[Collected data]
● ● ●
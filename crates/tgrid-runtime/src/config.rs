#![forbid(unsafe_code)]

//! File-loadable configuration for the whole grid runtime.
//!
//! [`GridConfig`] groups every tunable of the dispatcher, debouncer, reflow
//! layout, drag controller and animation presets so a host can ship them
//! as data.
//!
//! ```toml
//! # tgrid.toml
//! device = "constrained"
//!
//! [dispatcher]
//! workers = 2
//! queue_capacity = 32
//!
//! [layout]
//! min_cell_width = 280.0
//! ```
//!
//! ```rust,ignore
//! let config = GridConfig::from_toml_file("tgrid.toml")?;
//! ```
//!
//! Missing sections and fields fall back to [`Default`], which matches the
//! constants the components use on their own.

use std::path::{Path, PathBuf};

#[cfg(feature = "config")]
use serde::{Deserialize, Serialize};

use tgrid_core::device::DeviceProfile;
use tgrid_core::geometry::{Sides, Size};
use tgrid_layout::ReflowConfig;
use web_time::Duration;

use crate::animation::Sequence;
use crate::dispatcher::DispatcherConfig;
use crate::drag::DragConfig;

// ---------------------------------------------------------------------------
// Top-level GridConfig
// ---------------------------------------------------------------------------

/// Every tunable of the grid runtime.
#[derive(Debug, Clone, PartialEq, Default)]
#[cfg_attr(feature = "config", derive(Serialize, Deserialize))]
#[cfg_attr(feature = "config", serde(default))]
pub struct GridConfig {
    /// Device class; tunes drag sampling and text fades.
    #[cfg_attr(
        feature = "config",
        serde(serialize_with = "serialize_device", deserialize_with = "deserialize_device")
    )]
    pub device: DeviceProfile,
    pub dispatcher: DispatcherSettings,
    pub debounce: DebounceSettings,
    pub layout: LayoutSettings,
    pub drag: DragSettings,
    pub animation: AnimationSettings,
}

impl GridConfig {
    /// Load from a TOML string.
    #[cfg(feature = "config")]
    pub fn from_toml_str(s: &str) -> Result<Self, ConfigError> {
        toml::from_str(s).map_err(|source| ConfigError::Toml { path: None, source })
    }

    /// Load from a TOML file on disk.
    #[cfg(feature = "config")]
    pub fn from_toml_file(path: impl AsRef<Path>) -> Result<Self, ConfigError> {
        let path = path.as_ref();
        let content = read_config(path)?;
        toml::from_str(&content).map_err(|source| ConfigError::Toml {
            path: Some(path.to_path_buf()),
            source,
        })
    }

    /// Load from a JSON string.
    #[cfg(feature = "config")]
    pub fn from_json_str(s: &str) -> Result<Self, ConfigError> {
        serde_json::from_str(s).map_err(|source| ConfigError::Json { path: None, source })
    }

    /// Load from a JSON file on disk.
    #[cfg(feature = "config")]
    pub fn from_json_file(path: impl AsRef<Path>) -> Result<Self, ConfigError> {
        let path = path.as_ref();
        let content = read_config(path)?;
        serde_json::from_str(&content).map_err(|source| ConfigError::Json {
            path: Some(path.to_path_buf()),
            source,
        })
    }

    /// Load by extension (`.json` is JSON, anything else TOML) and validate.
    #[cfg(feature = "config")]
    pub fn load(path: impl AsRef<Path>) -> Result<Self, ConfigError> {
        let path = path.as_ref();
        let is_json = path
            .extension()
            .is_some_and(|ext| ext.eq_ignore_ascii_case("json"));
        let config = if is_json {
            Self::from_json_file(path)?
        } else {
            Self::from_toml_file(path)?
        };
        let errors = config.validate();
        if errors.is_empty() {
            Ok(config)
        } else {
            Err(ConfigError::Validation(errors))
        }
    }

    /// Serialize to pretty TOML.
    #[cfg(feature = "config")]
    pub fn to_toml_string(&self) -> Result<String, toml::ser::Error> {
        toml::to_string_pretty(self)
    }

    /// Check every value is usable.
    ///
    /// Returns a list of problems; an empty list means the config is valid.
    #[must_use]
    pub fn validate(&self) -> Vec<String> {
        let mut errors = Vec::new();

        if self.dispatcher.workers == 0 {
            errors.push("dispatcher.workers must be > 0".into());
        }
        if self.dispatcher.queue_capacity == 0 {
            errors.push("dispatcher.queue_capacity must be > 0".into());
        }
        if self.dispatcher.idle_interval_ms == 0 {
            errors.push("dispatcher.idle_interval_ms must be > 0".into());
        }
        if self.dispatcher.identity.trim().is_empty() {
            errors.push("dispatcher.identity must not be empty".into());
        }

        for (name, value) in [
            ("layout.min_cell_width", self.layout.min_cell_width),
            ("layout.min_cell_height", self.layout.min_cell_height),
            ("layout.padding_top", self.layout.padding_top),
            ("layout.padding_right", self.layout.padding_right),
            ("layout.padding_bottom", self.layout.padding_bottom),
            ("layout.padding_left", self.layout.padding_left),
            ("layout.gap_x", self.layout.gap_x),
            ("layout.gap_y", self.layout.gap_y),
            ("layout.scrollbar_width", self.layout.scrollbar_width),
            ("drag.edge_threshold", self.drag.edge_threshold),
        ] {
            if !value.is_finite() || value < 0.0 {
                errors.push(format!("{name} must be a finite value >= 0, got {value}"));
            }
        }
        if self.layout.min_cell_width <= 0.0 {
            errors.push(format!(
                "layout.min_cell_width must be > 0, got {}",
                self.layout.min_cell_width
            ));
        }

        if !self.drag.scroll_step.is_finite() || self.drag.scroll_step <= 0.0 {
            errors.push(format!(
                "drag.scroll_step must be > 0, got {}",
                self.drag.scroll_step
            ));
        }
        if self.drag.sample_interval_ms == Some(0) {
            errors.push("drag.sample_interval_ms must be > 0".into());
        }

        if self.animation.fade_in_steps == 0 {
            errors.push("animation.fade_in_steps must be > 0".into());
        }
        if !(0.0..=1.0).contains(&self.animation.flash_low) {
            errors.push(format!(
                "animation.flash_low must be in [0, 1], got {}",
                self.animation.flash_low
            ));
        }

        errors
    }

    /// Build a [`DispatcherConfig`].
    #[must_use]
    pub fn to_dispatcher_config(&self) -> DispatcherConfig {
        DispatcherConfig {
            queue_capacity: self.dispatcher.queue_capacity,
            workers: self.dispatcher.workers,
            idle_interval: Duration::from_millis(self.dispatcher.idle_interval_ms),
            identity: self.dispatcher.identity.clone(),
        }
    }

    /// Debounce delay used for refresh requests.
    #[must_use]
    pub fn debounce_delay(&self) -> Duration {
        Duration::from_millis(self.debounce.delay_ms)
    }

    /// Build a [`ReflowConfig`].
    #[must_use]
    pub fn to_reflow_config(&self) -> ReflowConfig {
        let layout = &self.layout;
        ReflowConfig {
            min_cell: Size::new(layout.min_cell_width, layout.min_cell_height),
            padding: Sides::new(
                layout.padding_top,
                layout.padding_right,
                layout.padding_bottom,
                layout.padding_left,
            ),
            gap_x: layout.gap_x,
            gap_y: layout.gap_y,
            scrollbar_width: layout.scrollbar_width,
        }
    }

    /// Build a [`DragConfig`]; the sample interval follows the device unless
    /// overridden.
    #[must_use]
    pub fn to_drag_config(&self) -> DragConfig {
        let sample_interval = self
            .drag
            .sample_interval_ms
            .map(Duration::from_millis)
            .unwrap_or_else(|| self.device.drag_sample_interval());
        DragConfig {
            edge_threshold: self.drag.edge_threshold,
            scroll_step: self.drag.scroll_step,
            sample_interval,
        }
    }

    /// The configured fade-in preset.
    #[must_use]
    pub fn fade_in(&self) -> Sequence {
        Sequence::fade_in(
            self.animation.fade_in_steps,
            Duration::from_millis(self.animation.fade_in_interval_ms),
        )
    }

    /// The configured update-flash preset.
    #[must_use]
    pub fn flash(&self) -> Sequence {
        Sequence::flash(
            self.animation.flash_repeats,
            1.0,
            self.animation.flash_low,
            Duration::from_millis(self.animation.flash_interval_ms),
        )
    }
}

// ---------------------------------------------------------------------------
// Sections
// ---------------------------------------------------------------------------

/// Worker pool parameters.
#[derive(Debug, Clone, PartialEq)]
#[cfg_attr(feature = "config", derive(Serialize, Deserialize))]
#[cfg_attr(feature = "config", serde(default))]
pub struct DispatcherSettings {
    /// Tasks waiting for a worker. Default: 64.
    pub queue_capacity: usize,
    /// Worker threads. Default: 4.
    pub workers: usize,
    /// Idle poll period. Default: 200.
    pub idle_interval_ms: u64,
    /// Diagnostic label and thread name prefix. Default: `tgrid-dispatch`.
    pub identity: String,
}

impl Default for DispatcherSettings {
    fn default() -> Self {
        let defaults = DispatcherConfig::default();
        Self {
            queue_capacity: defaults.queue_capacity,
            workers: defaults.workers,
            idle_interval_ms: defaults.idle_interval.as_millis() as u64,
            identity: defaults.identity,
        }
    }
}

/// Refresh debouncing.
#[derive(Debug, Clone, PartialEq)]
#[cfg_attr(feature = "config", derive(Serialize, Deserialize))]
#[cfg_attr(feature = "config", serde(default))]
pub struct DebounceSettings {
    /// Default: 150.
    pub delay_ms: u64,
    /// Run fired callbacks on the dispatcher instead of the timer thread.
    /// Default: false.
    pub dispatch_callbacks: bool,
}

impl Default for DebounceSettings {
    fn default() -> Self {
        Self {
            delay_ms: 150,
            dispatch_callbacks: false,
        }
    }
}

/// Grid geometry constants.
#[derive(Debug, Clone, PartialEq)]
#[cfg_attr(feature = "config", derive(Serialize, Deserialize))]
#[cfg_attr(feature = "config", serde(default))]
pub struct LayoutSettings {
    /// Default: 300.
    pub min_cell_width: f32,
    /// Default: 120.
    pub min_cell_height: f32,
    pub padding_top: f32,
    pub padding_right: f32,
    pub padding_bottom: f32,
    pub padding_left: f32,
    /// Default: 10.
    pub gap_x: f32,
    /// Default: 10.
    pub gap_y: f32,
    /// Default: 16.
    pub scrollbar_width: f32,
}

impl Default for LayoutSettings {
    fn default() -> Self {
        let defaults = ReflowConfig::default();
        Self {
            min_cell_width: defaults.min_cell.width,
            min_cell_height: defaults.min_cell.height,
            padding_top: defaults.padding.top,
            padding_right: defaults.padding.right,
            padding_bottom: defaults.padding.bottom,
            padding_left: defaults.padding.left,
            gap_x: defaults.gap_x,
            gap_y: defaults.gap_y,
            scrollbar_width: defaults.scrollbar_width,
        }
    }
}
● ● ●
DIRECTIONS FOR THIS TASK: Please list every line of the records that contains "impl".

SOLUTION:
impl GridConfig {
    pub fn from_toml_file(path: impl AsRef<Path>) -> Result<Self, ConfigError> {
    pub fn from_json_file(path: impl AsRef<Path>) -> Result<Self, ConfigError> {
    pub fn load(path: impl AsRef<Path>) -> Result<Self, ConfigError> {
impl Default for DispatcherSettings {
impl Default for DebounceSettings {
impl Default for LayoutSettings {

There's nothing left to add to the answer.